Un decalogo (più uno) per salvare l'università

L'Occidentale

Reclutamento

- Abolire la terza fascia dei ricercatori; stabilire ruoli precari per il post-dottorato che con certezza portino lo studioso e il ricercatore a poter sostenere un concorso per la stabilizzazione in età utile a collocarsi eventualmente altrove sul mercato del lavoro;

- Ritorno alla libera docenza, responsabilizzando le differenti corporazioni ai loro massimi livelli.
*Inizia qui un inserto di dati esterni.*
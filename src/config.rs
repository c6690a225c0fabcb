use serde::{Deserialize, Serialize};

use std::{collections::HashMap, env, fs, path::Path};

const DEFAULT_SMTP_PORT: u16 = 587;

/// Where SMTP settings are read from. Production reads the process
/// environment; tests hand in a map.
pub trait EnvSource: Send + Sync {
    fn var(&self, key: &str) -> Option<String>;
}

#[derive(Debug, Clone, Copy, Default)]
pub struct ProcessEnv;

impl EnvSource for ProcessEnv {
    fn var(&self, key: &str) -> Option<String> {
        env::var(key).ok()
    }
}

impl EnvSource for HashMap<String, String> {
    fn var(&self, key: &str) -> Option<String> {
        self.get(key).cloned()
    }
}

/// An SMTP setting looked up under its primary key, then its shorter fallback.
struct Key {
    primary: &'static str,
    fallback: &'static str,
}

const HOST: Key = Key {
    primary: "EMAIL_SMTP_HOST",
    fallback: "SMTP_HOST",
};
const PORT: Key = Key {
    primary: "EMAIL_SMTP_PORT",
    fallback: "SMTP_PORT",
};
const SECURE: Key = Key {
    primary: "EMAIL_SMTP_SECURE",
    fallback: "SMTP_SECURE",
};
const USER: Key = Key {
    primary: "EMAIL_SMTP_USER",
    fallback: "SMTP_USER",
};
const PASS: Key = Key {
    primary: "EMAIL_SMTP_PASS",
    fallback: "SMTP_PASS",
};
const FROM: Key = Key {
    primary: "EMAIL_SMTP_FROM",
    fallback: "SMTP_FROM",
};

impl Key {
    /// First non-blank value, returned untouched. Passwords may carry spaces.
    fn raw(&self, env: &impl EnvSource) -> Option<String> {
        [self.primary, self.fallback]
            .into_iter()
            .filter_map(|key| env.var(key))
            .find(|value| !value.trim().is_empty())
    }

    fn lookup(&self, env: &impl EnvSource) -> Option<String> {
        self.raw(env).map(|value| value.trim().to_string())
    }
}

#[derive(Debug, thiserror::Error)]
pub enum ConfigError {
    #[error("incomplete SMTP configuration, missing: {}", .0.join(", "))]
    Missing(Vec<&'static str>),
}

#[derive(Debug, Clone, PartialEq, Eq)]
pub struct SmtpConfig {
    pub host: String,
    pub port: u16,
    pub secure: bool,
    pub user: String,
    pub pass: String,
    pub from: String,
}

impl SmtpConfig {
    /// Resolves the relay settings for one send. Fails before anything touches
    /// the network when host, user or password are unset.
    pub fn resolve(env: &impl EnvSource) -> Result<Self, ConfigError> {
        let host = HOST.lookup(env);
        let user = USER.lookup(env);
        let pass = PASS.raw(env);

        let (Some(host), Some(user), Some(pass)) = (host.clone(), user.clone(), pass.clone())
        else {
            let missing = [(host, HOST.primary), (user, USER.primary), (pass, PASS.primary)]
                .into_iter()
                .filter_map(|(value, key)| value.is_none().then_some(key))
                .collect();
            return Err(ConfigError::Missing(missing));
        };

        let port = match PORT.lookup(env) {
            Some(raw) => raw.parse::<u16>().unwrap_or_else(|e| {
                tracing::warn!(
                    "Ignoring unparseable SMTP port '{}' ({}), using {}",
                    raw,
                    e,
                    DEFAULT_SMTP_PORT
                );
                DEFAULT_SMTP_PORT
            }),
            None => DEFAULT_SMTP_PORT,
        };

        let secure = SECURE
            .lookup(env)
            .is_some_and(|value| value.eq_ignore_ascii_case("true"));

        let from = FROM.lookup(env).unwrap_or_else(|| user.clone());

        Ok(Self {
            host,
            port,
            secure,
            user,
            pass,
            from,
        })
    }
}

/// Settings for the HTTP service mode.
#[derive(Debug, Clone, Serialize, Deserialize)]
pub struct ServiceConfig {
    #[serde(default = "default_bind")]
    pub bind: String,
    #[serde(default = "default_port")]
    pub port: u16,
}

fn default_bind() -> String {
    "0.0.0.0".to_string()
}

const fn default_port() -> u16 {
    8025
}

impl Default for ServiceConfig {
    fn default() -> Self {
        Self {
            bind: default_bind(),
            port: default_port(),
        }
    }
}

const SERVICE_CONFIG_FILES: [&str; 2] = ["config.yaml", "config.example.yaml"];

/// Reads the service config from `EMAIL_SERVICE_CONFIG`, then `config.yaml`,
/// then `config.example.yaml`. Defaults apply when none of them exist.
pub fn load_service_config() -> Result<ServiceConfig, Box<dyn std::error::Error>> {
    let requested = env::var("EMAIL_SERVICE_CONFIG").ok();
    let candidates: Vec<&str> = requested
        .as_deref()
        .into_iter()
        .chain(SERVICE_CONFIG_FILES)
        .collect();

    read_service_config(&candidates)
}

fn read_service_config(
    candidates: &[&str],
) -> Result<ServiceConfig, Box<dyn std::error::Error>> {
    for (i, path) in candidates.iter().copied().enumerate() {
        if !Path::new(path).exists() {
            continue;
        }
        if i > 0 {
            tracing::warn!(
                "Config file '{}' not found, falling back to '{}'",
                candidates[0],
                path
            );
        }
        let contents = fs::read_to_string(path)?;
        return serde_yaml::from_str(&contents).map_err(Into::into);
    }

    tracing::warn!(
        "No service config file found (tried {}), using defaults",
        candidates.join(", ")
    );
    Ok(ServiceConfig::default())
}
Lo stato concede una patente all’insegnamento che rende possibile a chi la consegue di stipulare un contratto con un’università, tra quelle riconosciute dallo Stato.

 

Concorrenza

- Riservare una parte dello stipendio del docente alla libera contrattazione in modo che ad impegni differenti a favore dell’istituzione non corrisponda, come oggi accade, la stessa retribuzione;

- Perfezionare il meccanismo per graduare i trasferimenti dallo stato a seconda dei risultati conseguiti;

- Incoraggiare la differenziazione delle competenze didattiche e di ricerca, soprattutto per quel che concerne l’eccellenza, per far sì che università situate a breve distanza non facciano le stesse cose né abbiano la stessa offerta.

- Incoraggiare la mobilità di docenti e studenti;

- Predisporre un programma d’aiuto statale per l’eccellenza in campo umanistico: per quelle branche del sapere che più difficilmente trovano finanziamenti sul mercato ma senza le quali una nazione disperde la propria identità e i propri punti d’orientamento.

 

Liberalizzazioni

- Liberalizzazione dei curricula dalla gabbia dei crediti che li ha fin qui imprigionati, salvo l’indicazione ministeriale, per ogni corso di laurea, dei pochi esami realmente obbligatori;

- Perfezionamento del sistema di borse di studio per i bisognosi meritevoli e l’istituzione di prestiti d’onore;

- Liberalizzazione delle rette;

- Interventi per incoraggiare l’arrivo di finanziamenti e investimenti privati, fin qui non al livello di un paese occidentale sviluppato.